→ Activity
Copy nothing before the line containing "apart must match.". Reproduce that line and all that follow, exactly, through the end of the records.

----

//! The automation workflow: start the tool, script it, harvest the artifact.

use std::path::PathBuf;

use serde::{Deserialize, Serialize};
use tracing::{info, warn};

use crate::artifact::{discover_artifact, execute_artifact, ExecutionStatus};
use crate::config::DriverConfig;
use crate::session::{AutomationSession, DriverPhase, ProgressSink};

/// Why a run produced no artifact.
#[derive(Debug, Clone, Serialize, Deserialize)]
#[serde(rename_all = "snake_case", tag = "kind")]
pub enum RunFailure {
    /// The tool process could not be spawned.
    Start { error: String },
    /// The prompt could not be written to the tool's input stream.
    Send { error: String },
    /// The tool produced no fresh file matching the artifact patterns.
    ArtifactNotFound,
}

/// Outcome of one complete automation run. Never an error: every failure
/// mode is data the caller can report cleanly.
#[derive(Debug, Clone, Serialize, Deserialize)]
pub struct AutomationRun {
    pub success: bool,
    pub artifact: Option<PathBuf>,
    pub execution: Option<ExecutionStatus>,
    pub failure: Option<RunFailure>,
}

impl AutomationRun {
    fn failed(failure: RunFailure) -> Self {
        Self {
            success: false,
            artifact: None,
            execution: None,
            failure: Some(failure),
        }
    }
}

/// Drives one session of the external interactive code-generation tool.
///
/// The workflow is strictly linear: spawn, wait for the ready banner, write
/// the prompt, wait out the generation window, glob for a fresh artifact
/// (with one nudge retry), execute it, tear everything down. The session's
/// drop guard makes teardown unconditional, including on early returns.
pub struct AutomationDriver {
    config: DriverConfig,
    sink: Option<ProgressSink>,
    phase: DriverPhase,
}

impl AutomationDriver {
    pub fn new(config: DriverConfig) -> Self {
        Self {
            config,
            sink: None,
            phase: DriverPhase::NotStarted,
        }
    }

    /// Forward each tool output line to the given sink as it arrives.
    pub fn with_progress_sink(mut self, sink: ProgressSink) -> Self {
        self.sink = Some(sink);
        self
    }

    /// Phase the last run ended in. `CleanedUp` after any completed run.
    pub fn phase(&self) -> DriverPhase {
        self.phase
    }

    /// Run the full automation workflow. Blocking; call from a worker
    /// thread, never from an async context directly.
    pub fn run(&mut self, prompt: &str) -> AutomationRun {
        info!("Starting automation workflow");

        let mut session = match AutomationSession::spawn(&self.config, self.sink.clone()) {
            Ok(session) => session,
            Err(e) => {
                warn!("Automation start failed: {}", e);
                self.phase = DriverPhase::CleanedUp;
                return AutomationRun::failed(RunFailure::Start {
                    error: e.to_string(),
                });
            }
        };
        self.phase = DriverPhase::SessionStarted;

        // Let the tool print its ready banner before we write anything.
        std::thread::sleep(self.config.warmup);

        info!("Sending prompt ({} chars)", prompt.len());
        if let Err(e) = session.write_line(prompt) {
            warn!("Prompt send failed: {}", e);
            self.phase = DriverPhase::CleanedUp;
            return AutomationRun::failed(RunFailure::Send {
                error: e.to_string(),
            });
        }
        self.phase = DriverPhase::PromptSent;

        // Completion is only observable through the filesystem, so all we
        // can do is wait out the settle window before looking.
        std::thread::sleep(self.config.settle);
        self.phase = DriverPhase::WaitingGeneration;
        std::thread::sleep(self.config.extra_wait);

        let mut artifact = discover_artifact(&self.config);
        if artifact.is_none() {
            // One nudge: an empty line sometimes unsticks a tool waiting
            // for confirmation, then look again.
            info!("No artifact yet, nudging the tool once");
            let _ = session.write_line("");
            std::thread::sleep(self.config.extra_wait);
            artifact = discover_artifact(&self.config);
        }

        let Some(artifact) = artifact else {
            warn!("Could not find a generated artifact");
            self.phase = DriverPhase::TimedOut;
            session.shutdown();
            self.phase = DriverPhase::CleanedUp;
            return AutomationRun::failed(RunFailure::ArtifactNotFound);
        };
        self.phase = DriverPhase::FileFound;

        let execution = execute_artifact(&artifact, &self.config);
        self.phase = match &execution {
            ExecutionStatus::Skipped { .. } => DriverPhase::ExecutionSkipped,
            ExecutionStatus::Failed { .. } => DriverPhase::ExecutionFailed,
            _ => DriverPhase::Executed,
        };

        session.shutdown();
        self.phase = DriverPhase::CleanedUp;

        info!("Automation completed, artifact: {}", artifact.display());
        // Execution trouble does not invalidate the generation itself.
        AutomationRun {
            success: true,
            artifact: Some(artifact),
            execution: Some(execution),
            failure: None,
        }
    }
}

#[cfg(test)]
#[cfg(unix)]
mod tests {
    use super::*;
    use std::fs;
    use std::time::Duration;

    /// A fake tool that writes an artifact when prompted, fast enough for
    /// tests to wait out the real workflow.
    fn writer_tool_config(dir: &std::path::Path) -> DriverConfig {
        DriverConfig::new("/bin/sh")
            .tool_args(vec![
                "-c".to_string(),
                "read prompt; echo \"echo generated\" > scraper.sh; while read l; do :; done"
                    .to_string(),
            ])
            .workdir(dir)
            .warmup(Duration::from_millis(50))
            .settle(Duration::from_millis(300))
            .extra_wait(Duration::from_millis(100))
            .exit_grace(Duration::from_millis(50))
            .exec_timeout(Duration::from_millis(500))
            .artifact_patterns(vec!["*.sh".to_string()])
    }

    #[test]
    fn test_full_workflow_finds_and_executes_artifact() {
        let dir = tempfile::tempdir().unwrap();
        let mut driver = AutomationDriver::new(writer_tool_config(dir.path()));

        let run = driver.run("build me a scraper");
        assert!(run.success);
        assert_eq!(
            run.artifact.as_deref(),
            Some(dir.path().join("scraper.sh").as_path())
        );
        match run.execution {
            Some(ExecutionStatus::Completed {
                exit_code, stdout, ..
            }) => {
                assert_eq!(exit_code, 0);
                assert!(stdout.contains("generated"));
            }
            other => panic!("expected completed execution, got {:?}", other),
        }
        assert_eq!(driver.phase(), DriverPhase::CleanedUp);
    }

    #[test]
    fn test_missing_tool_is_clean_start_failure() {
        let dir = tempfile::tempdir().unwrap();
        let config = DriverConfig::new("/nonexistent/tool").workdir(dir.path());
        let mut driver = AutomationDriver::new(config);

        let run = driver.run("anything");
        assert!(!run.success);
        assert!(run.artifact.is_none());
        assert!(matches!(run.failure, Some(RunFailure::Start { .. })));
        assert_eq!(driver.phase(), DriverPhase::CleanedUp);
    }

    #[test]
    fn test_silent_tool_is_artifact_not_found() {
        let dir = tempfile::tempdir().unwrap();
        // Consumes the prompt and produces nothing.
        let config = DriverConfig::new("/bin/sh")
            .tool_args(vec!["-c".to_string(), "while read l; do :; done".to_string()])
            .workdir(dir.path())
            .warmup(Duration::from_millis(20))
            .settle(Duration::from_millis(50))
            .extra_wait(Duration::from_millis(50))
            .exit_grace(Duration::from_millis(50));
        let mut driver = AutomationDriver::new(config);

        let run = driver.run("anything");
        assert!(!run.success);
        assert!(matches!(run.failure, Some(RunFailure::ArtifactNotFound)));
        assert_eq!(driver.phase(), DriverPhase::CleanedUp);
    }

    #[test]
    fn test_cleanup_leaves_no_live_process() {
        let dir = tempfile::tempdir().unwrap();
        let marker = dir.path().join("alive.marker");
        // Touches a marker file every 50ms for as long as it lives.
        let config = DriverConfig::new("/bin/sh")
            .tool_args(vec![
                "-c".to_string(),
                format!(
                    "while true; do date +%s%N > {}; sleep 0.05; done",
                    marker.display()
                ),
            ])
            .workdir(dir.path())
            .warmup(Duration::from_millis(20))
            .settle(Duration::from_millis(50))
            .extra_wait(Duration::from_millis(50))
            .exit_grace(Duration::from_millis(50))
            .artifact_patterns(vec!["*.py".to_string()]);
        let mut driver = AutomationDriver::new(config);

        let run = driver.run("anything");
        assert!(!run.success);

        // If the process survived cleanup it would keep rewriting the
        // marker; two snapshots 200ms apart must match.
        std::thread::sleep(Duration::from_millis(100));
        let first = fs::read(&marker).unwrap_or_default();
        std::thread::sleep(Duration::from_millis(200));
        let second = fs::read(&marker).unwrap_or_default();
        assert_eq!(first, second);
    }
}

----

→ Written solution
        // marker; two snapshots 200ms apart must match.
        std::thread::sleep(Duration::from_millis(100));
        let first = fs::read(&marker).unwrap_or_default();
        std::thread::sleep(Duration::from_millis(200));
        let second = fs::read(&marker).unwrap_or_default();
        assert_eq!(first, second);
    }
}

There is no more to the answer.